Mayhall Fondren Blaize

Oil & gas law dominates federal litigation on methane emissions

Legal disputes between state and federal governments, and between private businesses and government bodies, can be triggered or exacerbated when the executive branch changes hands. That dynamic has brought oil & gas law to the forefront of the business litigation stage since the recent switch in occupancy from one party to the other in the White House. Under the prior administration, tough emission regulations regarding the discharge of methane were passed. Louisiana and other oil and gas producing states challenged the strict emissions rules in litigation that was still active and pending when the new administration took office.

After taking office, the new administration issued an order asking the Environment Protection Agency to review the emissions rule. The EPA asked the U.S. Court of Appeals for the District of Columbia to suspend any final decision on the case brought by Louisiana and 13 other states. The states had complained that the strict emission rules imposed burdensome restrictions on their economies.

The Court of Appeals granted the request of the EPA and ordered the litigation be held basically in abeyance until further results from the ongoing review. The prior administration had promoted the rules as part of its campaign against global warming. The philosophical approach of the new administration toward global warming, however, is essentially the opposite of the prior administration.

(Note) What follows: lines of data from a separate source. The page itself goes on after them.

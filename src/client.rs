//! Request/response values exchanged with an [`ApiClient`].

use serde_json::{Map, Value};

use crate::error::TransportError;
use crate::operation::{BodyEncoding, HttpMethod};

/// Sends one fully built request. Implemented by the HTTP transport and by
/// test doubles.
pub trait ApiClient {
    fn send(&self, request: &Request) -> Result<Response, TransportError>;
}

/// A complete API request. `path` is relative to the client's base URL and
/// already has its placeholders substituted.
#[derive(Debug, Clone, PartialEq)]
pub struct Request {
    pub method: HttpMethod,
    pub path: String,
    pub query: Vec<(String, String)>,
    pub body: Option<Body>,
}

#[derive(Debug, Clone, PartialEq)]
pub struct Body {
    pub encoding: BodyEncoding,
    /// Fields in the order they are sent.
    pub fields: Vec<(String, Value)>,
}

impl Body {
    pub fn to_json(&self) -> Value {
        let map: Map<String, Value> = self.fields.iter().cloned().collect();
        Value::Object(map)
    }

    /// Form pairs. Arrays repeat their key; objects are sent as JSON text.
    pub fn to_form(&self) -> Vec<(String, String)> {
        let mut pairs = Vec::with_capacity(self.fields.len());
        for (key, value) in &self.fields {
            match value {
                Value::Array(items) => {
                    pairs.extend(items.iter().map(|item| (key.clone(), form_text(item))));
                }
                other => pairs.push((key.clone(), form_text(other))),
            }
        }
        pairs
    }
}

fn form_text(value: &Value) -> String {
    match value {
        Value::String(s) => s.clone(),
        Value::Null => String::new(),
        other => other.to_string(),
    }
}

#[derive(Debug, Clone, PartialEq, Eq)]
pub struct Response {
    pub status: u16,
    pub body: String,
}

impl Response {
    pub fn is_success(&self) -> bool {
        (200..300).contains(&self.status)
    }
}
//! API description → command definitions.
//!
//! Each operation is first parsed into a typed [`Operation`], then turned into
//! a [`SynthesizedCommand`] whose arguments mirror its path/query parameters
//! and the keys of its request-body example.

use std::collections::HashSet;

use convert_case::{Case, Casing};
use serde::Serialize;
use serde_json::{Map, Value};

use crate::error::{CommandSynthesisError, SynthesisFailure};
use crate::operation::{
    BodyEncoding, HttpMethod, Operation, ParamLocation, Parameter, RequestBody,
    RequestBodyField, ValueType, path_placeholders,
};
use crate::spec::{OperationEntry, REF_KEY, SpecDocument};

/// Namespace token prefixed to every generated command name.
pub const NAMESPACE: &str = "api";

/// Names owned by the CLI itself. Derived arguments with one of these names
/// are renamed with [`RESERVED_PREFIX`].
pub const RESERVED_NAMES: &[&str] = &[
    "help", "version", "base-url", "api-token", "spec", "format", "timeout", "verbose", "quiet",
];

pub const RESERVED_PREFIX: &str = "param-";

#[derive(Debug, Clone, Copy, PartialEq, Eq, Serialize)]
#[serde(rename_all = "lowercase")]
pub enum ArgSource {
    Path,
    Query,
    Body,
}

impl std::fmt::Display for ArgSource {
    fn fmt(&self, f: &mut std::fmt::Formatter<'_>) -> std::fmt::Result {
        f.write_str(match self {
            Self::Path => "path",
            Self::Query => "query",
            Self::Body => "body",
        })
    }
}

/// One argument or option of a synthesized command.
#[derive(Debug, Clone, PartialEq, Eq, Serialize)]
pub struct ArgSpec {
    /// Name on the command line: a positional id or `--long` option.
    pub name: String,
    /// Name sent to the API.
    pub wire_name: String,
    pub source: ArgSource,
    pub required: bool,
    pub positional: bool,
    pub value_type: ValueType,
    #[serde(skip_serializing_if = "Vec::is_empty")]
    pub possible_values: Vec<String>,
    pub help: String,
}

impl ArgSpec {
    pub fn takes_many(&self) -> bool {
        self.value_type == ValueType::Array
    }
}

/// A command derived from one operation.
#[derive(Debug, Clone, PartialEq, Serialize)]
pub struct SynthesizedCommand {
    pub operation: Operation,
    pub args: Vec<ArgSpec>,
}

impl SynthesizedCommand {
    pub fn name(&self) -> &str {
        &self.operation.command_name
    }

    pub fn description(&self) -> &str {
        &self.operation.summary
    }

    pub fn arg(&self, name: &str) -> Option<&ArgSpec> {
        self.args.iter().find(|a| a.name == name)
    }
}

/// Result of synthesizing a whole document.
#[derive(Debug, Clone, Default)]
pub struct Synthesis {
    /// Commands in document order.
    pub commands: Vec<SynthesizedCommand>,
    pub skipped: Vec<CommandSynthesisError>,
}

impl Synthesis {
    pub fn find(&self, name: &str) -> Option<&SynthesizedCommand> {
        self.commands.iter().find(|c| c.name() == name)
    }
}

/// Build one command per operation of `doc`. Operations that cannot be
/// synthesized are logged and collected in [`Synthesis::skipped`].
pub fn synthesize(doc: &SpecDocument) -> Synthesis {
    let mut synthesis = Synthesis::default();
    let mut seen = HashSet::new();

    for entry in doc.operations() {
        let result = parse_operation(&entry).and_then(build_command).and_then(|command| {
            if seen.insert(command.name().to_string()) {
                Ok(command)
            } else {
                Err(failure(
                    &entry,
                    SynthesisFailure::DuplicateCommand(command.name().to_string()),
                ))
            }
        });

        match result {
            Ok(command) => synthesis.commands.push(command),
            Err(err) => {
                tracing::warn!("{err}");
                synthesis.skipped.push(err);
            }
        }
    }

    tracing::debug!(
        commands = synthesis.commands.len(),
        skipped = synthesis.skipped.len(),
        "synthesized commands"
    );
    synthesis
}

At this time, the strict emissions regulations on methane still stand as the prevailing oil & gas law in Louisiana and other states because those federal regulations were passed as law. The new administration proposes generally, after review of the current regulations, to reverse or modify those rules through the appropriate administrative process provided by law. That will include public notice, the right for public input at administrative hearings and other procedural safeguards mandated by law. Many private oil and gas companies are also generally involved in a variety of litigation involving the emissions rules, and the outcome of those cases will also possibly turn on what the EPA review ultimately recommends.